[Data entries]
• • • • • • •
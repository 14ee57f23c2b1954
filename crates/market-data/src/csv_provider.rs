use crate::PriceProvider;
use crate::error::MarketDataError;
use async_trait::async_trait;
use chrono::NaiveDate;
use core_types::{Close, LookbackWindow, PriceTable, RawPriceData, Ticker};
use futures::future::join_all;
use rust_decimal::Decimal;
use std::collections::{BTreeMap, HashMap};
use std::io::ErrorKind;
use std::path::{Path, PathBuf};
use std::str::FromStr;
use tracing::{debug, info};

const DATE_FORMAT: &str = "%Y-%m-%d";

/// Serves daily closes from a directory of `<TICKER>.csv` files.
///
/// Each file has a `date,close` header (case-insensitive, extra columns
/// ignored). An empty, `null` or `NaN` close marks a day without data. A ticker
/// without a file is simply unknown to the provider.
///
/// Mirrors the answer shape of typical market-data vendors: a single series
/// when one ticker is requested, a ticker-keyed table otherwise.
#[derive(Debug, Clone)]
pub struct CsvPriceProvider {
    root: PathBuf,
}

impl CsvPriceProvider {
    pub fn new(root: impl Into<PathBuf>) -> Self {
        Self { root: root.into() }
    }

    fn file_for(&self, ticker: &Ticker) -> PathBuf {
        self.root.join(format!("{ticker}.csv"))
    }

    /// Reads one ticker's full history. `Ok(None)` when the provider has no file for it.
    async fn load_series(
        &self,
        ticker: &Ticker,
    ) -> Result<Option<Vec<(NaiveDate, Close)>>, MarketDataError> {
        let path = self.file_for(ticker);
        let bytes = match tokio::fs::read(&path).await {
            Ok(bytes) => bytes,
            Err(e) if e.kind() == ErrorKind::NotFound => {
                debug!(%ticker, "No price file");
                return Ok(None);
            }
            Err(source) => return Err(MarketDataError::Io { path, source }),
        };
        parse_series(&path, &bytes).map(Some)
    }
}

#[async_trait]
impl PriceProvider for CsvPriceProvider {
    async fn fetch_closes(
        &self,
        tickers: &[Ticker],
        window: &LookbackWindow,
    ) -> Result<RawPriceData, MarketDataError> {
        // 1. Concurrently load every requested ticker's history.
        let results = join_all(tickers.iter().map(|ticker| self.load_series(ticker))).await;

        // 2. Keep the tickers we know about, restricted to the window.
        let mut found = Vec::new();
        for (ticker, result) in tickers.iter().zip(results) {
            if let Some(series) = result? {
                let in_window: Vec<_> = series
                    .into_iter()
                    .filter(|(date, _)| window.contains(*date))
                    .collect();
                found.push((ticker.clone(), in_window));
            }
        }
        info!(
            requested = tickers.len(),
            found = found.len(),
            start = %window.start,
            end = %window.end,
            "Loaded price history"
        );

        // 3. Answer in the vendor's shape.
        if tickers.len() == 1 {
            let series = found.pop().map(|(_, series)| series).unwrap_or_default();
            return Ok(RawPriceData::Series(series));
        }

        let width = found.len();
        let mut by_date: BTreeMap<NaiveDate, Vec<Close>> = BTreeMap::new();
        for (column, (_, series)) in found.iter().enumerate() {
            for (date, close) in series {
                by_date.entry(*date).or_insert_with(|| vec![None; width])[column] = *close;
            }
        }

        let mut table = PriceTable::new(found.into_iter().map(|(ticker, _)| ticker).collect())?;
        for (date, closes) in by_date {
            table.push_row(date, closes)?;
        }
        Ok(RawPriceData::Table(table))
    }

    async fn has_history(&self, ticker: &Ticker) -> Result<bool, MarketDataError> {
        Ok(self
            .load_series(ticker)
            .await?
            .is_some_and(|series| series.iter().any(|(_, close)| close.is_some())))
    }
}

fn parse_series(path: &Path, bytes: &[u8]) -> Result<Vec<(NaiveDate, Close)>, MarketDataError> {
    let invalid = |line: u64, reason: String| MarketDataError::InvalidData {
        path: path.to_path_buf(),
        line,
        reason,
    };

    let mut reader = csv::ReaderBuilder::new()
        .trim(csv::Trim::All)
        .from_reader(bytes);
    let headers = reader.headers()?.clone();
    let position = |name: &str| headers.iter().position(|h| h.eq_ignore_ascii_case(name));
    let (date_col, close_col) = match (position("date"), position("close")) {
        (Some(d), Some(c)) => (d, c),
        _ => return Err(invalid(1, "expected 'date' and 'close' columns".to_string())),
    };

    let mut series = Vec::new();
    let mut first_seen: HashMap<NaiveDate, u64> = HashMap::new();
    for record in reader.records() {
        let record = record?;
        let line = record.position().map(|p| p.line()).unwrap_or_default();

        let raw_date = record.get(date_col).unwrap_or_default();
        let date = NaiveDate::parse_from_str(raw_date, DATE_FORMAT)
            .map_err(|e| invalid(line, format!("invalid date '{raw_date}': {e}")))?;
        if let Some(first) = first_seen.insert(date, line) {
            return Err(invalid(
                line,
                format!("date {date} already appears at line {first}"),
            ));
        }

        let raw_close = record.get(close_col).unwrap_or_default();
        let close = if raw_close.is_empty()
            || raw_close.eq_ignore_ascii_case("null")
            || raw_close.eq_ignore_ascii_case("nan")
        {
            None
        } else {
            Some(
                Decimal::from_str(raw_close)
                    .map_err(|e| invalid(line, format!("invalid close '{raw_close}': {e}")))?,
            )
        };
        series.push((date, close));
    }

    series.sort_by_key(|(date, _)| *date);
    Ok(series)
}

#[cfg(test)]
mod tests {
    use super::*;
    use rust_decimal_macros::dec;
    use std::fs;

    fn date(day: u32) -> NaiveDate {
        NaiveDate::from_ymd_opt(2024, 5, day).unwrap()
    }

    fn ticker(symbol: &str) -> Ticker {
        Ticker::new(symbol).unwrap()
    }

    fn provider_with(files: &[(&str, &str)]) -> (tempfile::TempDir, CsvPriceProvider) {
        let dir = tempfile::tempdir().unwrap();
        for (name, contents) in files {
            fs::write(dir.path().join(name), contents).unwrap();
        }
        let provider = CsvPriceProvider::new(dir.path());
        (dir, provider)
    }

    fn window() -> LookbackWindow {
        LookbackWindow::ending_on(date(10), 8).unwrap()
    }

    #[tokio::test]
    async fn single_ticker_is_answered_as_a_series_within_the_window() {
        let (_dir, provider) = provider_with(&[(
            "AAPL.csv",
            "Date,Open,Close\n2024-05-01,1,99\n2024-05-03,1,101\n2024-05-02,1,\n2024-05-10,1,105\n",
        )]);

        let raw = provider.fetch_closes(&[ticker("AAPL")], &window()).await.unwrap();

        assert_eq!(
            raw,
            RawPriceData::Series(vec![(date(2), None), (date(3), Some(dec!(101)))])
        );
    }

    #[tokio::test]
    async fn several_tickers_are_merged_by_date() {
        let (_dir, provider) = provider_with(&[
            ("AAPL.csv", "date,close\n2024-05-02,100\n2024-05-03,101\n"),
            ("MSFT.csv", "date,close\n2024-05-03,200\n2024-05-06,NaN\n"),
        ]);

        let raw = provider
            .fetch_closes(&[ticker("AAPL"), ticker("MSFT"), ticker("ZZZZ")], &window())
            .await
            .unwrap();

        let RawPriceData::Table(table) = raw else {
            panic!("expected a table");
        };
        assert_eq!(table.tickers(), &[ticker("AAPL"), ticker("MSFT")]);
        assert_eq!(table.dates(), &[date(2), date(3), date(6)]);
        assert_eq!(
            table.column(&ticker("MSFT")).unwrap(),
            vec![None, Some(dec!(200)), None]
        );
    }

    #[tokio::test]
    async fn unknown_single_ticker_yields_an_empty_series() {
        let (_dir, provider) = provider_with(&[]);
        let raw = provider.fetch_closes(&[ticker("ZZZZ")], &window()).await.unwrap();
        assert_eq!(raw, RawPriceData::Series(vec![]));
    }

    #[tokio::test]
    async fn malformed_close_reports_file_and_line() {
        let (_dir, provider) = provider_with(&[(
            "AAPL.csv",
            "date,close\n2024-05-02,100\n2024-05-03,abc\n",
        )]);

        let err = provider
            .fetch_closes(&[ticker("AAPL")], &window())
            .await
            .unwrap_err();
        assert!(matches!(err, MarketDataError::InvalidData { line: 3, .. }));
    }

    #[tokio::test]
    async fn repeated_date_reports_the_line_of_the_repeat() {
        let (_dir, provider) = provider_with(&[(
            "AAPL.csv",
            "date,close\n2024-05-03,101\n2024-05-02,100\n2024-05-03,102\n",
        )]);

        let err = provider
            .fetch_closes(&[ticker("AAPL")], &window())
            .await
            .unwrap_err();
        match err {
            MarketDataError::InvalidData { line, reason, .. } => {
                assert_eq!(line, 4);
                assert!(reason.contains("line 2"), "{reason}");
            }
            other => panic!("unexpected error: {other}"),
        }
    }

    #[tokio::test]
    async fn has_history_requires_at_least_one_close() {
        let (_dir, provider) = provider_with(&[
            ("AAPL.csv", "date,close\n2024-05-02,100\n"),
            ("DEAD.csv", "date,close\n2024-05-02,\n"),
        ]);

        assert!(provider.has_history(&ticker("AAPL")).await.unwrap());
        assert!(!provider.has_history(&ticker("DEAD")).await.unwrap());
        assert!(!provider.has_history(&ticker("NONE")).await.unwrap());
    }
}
• • • • • • •
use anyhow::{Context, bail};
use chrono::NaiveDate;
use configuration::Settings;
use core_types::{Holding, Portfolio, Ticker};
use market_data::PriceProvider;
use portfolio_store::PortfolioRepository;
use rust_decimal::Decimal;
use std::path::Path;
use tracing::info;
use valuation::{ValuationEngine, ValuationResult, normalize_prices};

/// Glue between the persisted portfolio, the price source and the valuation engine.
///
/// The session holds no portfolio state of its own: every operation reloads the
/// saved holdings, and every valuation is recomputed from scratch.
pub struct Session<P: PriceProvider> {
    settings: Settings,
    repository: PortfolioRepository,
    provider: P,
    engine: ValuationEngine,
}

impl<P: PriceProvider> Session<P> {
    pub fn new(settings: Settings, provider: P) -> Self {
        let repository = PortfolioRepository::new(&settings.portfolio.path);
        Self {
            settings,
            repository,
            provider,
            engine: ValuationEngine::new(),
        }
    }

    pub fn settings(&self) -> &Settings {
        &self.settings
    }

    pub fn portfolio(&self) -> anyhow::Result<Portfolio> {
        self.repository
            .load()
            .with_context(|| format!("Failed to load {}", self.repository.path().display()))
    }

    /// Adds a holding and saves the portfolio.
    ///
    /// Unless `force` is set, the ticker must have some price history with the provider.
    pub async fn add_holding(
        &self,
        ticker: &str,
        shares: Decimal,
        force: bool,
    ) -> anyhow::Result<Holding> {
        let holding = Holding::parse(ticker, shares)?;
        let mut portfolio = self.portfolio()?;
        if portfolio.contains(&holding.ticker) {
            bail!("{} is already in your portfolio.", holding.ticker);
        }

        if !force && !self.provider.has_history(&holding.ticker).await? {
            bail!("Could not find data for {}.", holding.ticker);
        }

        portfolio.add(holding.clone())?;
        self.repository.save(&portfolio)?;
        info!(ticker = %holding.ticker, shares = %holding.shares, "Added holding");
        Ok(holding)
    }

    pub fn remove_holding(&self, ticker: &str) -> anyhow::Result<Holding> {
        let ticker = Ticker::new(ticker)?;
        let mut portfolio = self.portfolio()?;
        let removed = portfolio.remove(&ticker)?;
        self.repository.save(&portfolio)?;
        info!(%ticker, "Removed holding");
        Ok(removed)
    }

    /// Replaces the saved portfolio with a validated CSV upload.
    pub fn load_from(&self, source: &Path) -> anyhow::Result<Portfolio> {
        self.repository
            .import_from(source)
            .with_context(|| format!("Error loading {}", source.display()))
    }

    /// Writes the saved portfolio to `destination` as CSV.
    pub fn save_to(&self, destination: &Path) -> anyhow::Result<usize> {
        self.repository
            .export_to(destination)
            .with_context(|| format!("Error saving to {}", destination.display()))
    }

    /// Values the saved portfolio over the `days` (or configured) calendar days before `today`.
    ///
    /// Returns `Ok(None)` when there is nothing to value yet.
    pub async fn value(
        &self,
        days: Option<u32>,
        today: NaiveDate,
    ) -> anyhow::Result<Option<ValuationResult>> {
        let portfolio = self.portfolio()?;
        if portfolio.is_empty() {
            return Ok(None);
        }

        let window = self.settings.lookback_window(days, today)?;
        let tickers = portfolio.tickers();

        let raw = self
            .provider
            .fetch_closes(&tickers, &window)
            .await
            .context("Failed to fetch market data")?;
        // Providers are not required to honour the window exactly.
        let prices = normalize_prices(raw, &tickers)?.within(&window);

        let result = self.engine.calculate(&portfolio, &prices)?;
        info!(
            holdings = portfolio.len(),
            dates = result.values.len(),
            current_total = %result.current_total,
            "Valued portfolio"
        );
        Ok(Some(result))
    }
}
• • • • • • •
● DESCRIPTION OF THE TASK:
Look above for the line with "validated CSV upload." and the line with "let tickers = portfolio.tickers();", and reproduce exactly those two lines plus every line between, nothing more.

● ANSWER SECTION:
    /// Replaces the saved portfolio with a validated CSV upload.
    pub fn load_from(&self, source: &Path) -> anyhow::Result<Portfolio> {
        self.repository
            .import_from(source)
            .with_context(|| format!("Error loading {}", source.display()))
    }

    /// Writes the saved portfolio to `destination` as CSV.
    pub fn save_to(&self, destination: &Path) -> anyhow::Result<usize> {
        self.repository
            .export_to(destination)
            .with_context(|| format!("Error saving to {}", destination.display()))
    }

    /// Values the saved portfolio over the `days` (or configured) calendar days before `today`.
    ///
    /// Returns `Ok(None)` when there is nothing to value yet.
    pub async fn value(
        &self,
        days: Option<u32>,
        today: NaiveDate,
    ) -> anyhow::Result<Option<ValuationResult>> {
        let portfolio = self.portfolio()?;
        if portfolio.is_empty() {
            return Ok(None);
        }

        let window = self.settings.lookback_window(days, today)?;
        let tickers = portfolio.tickers();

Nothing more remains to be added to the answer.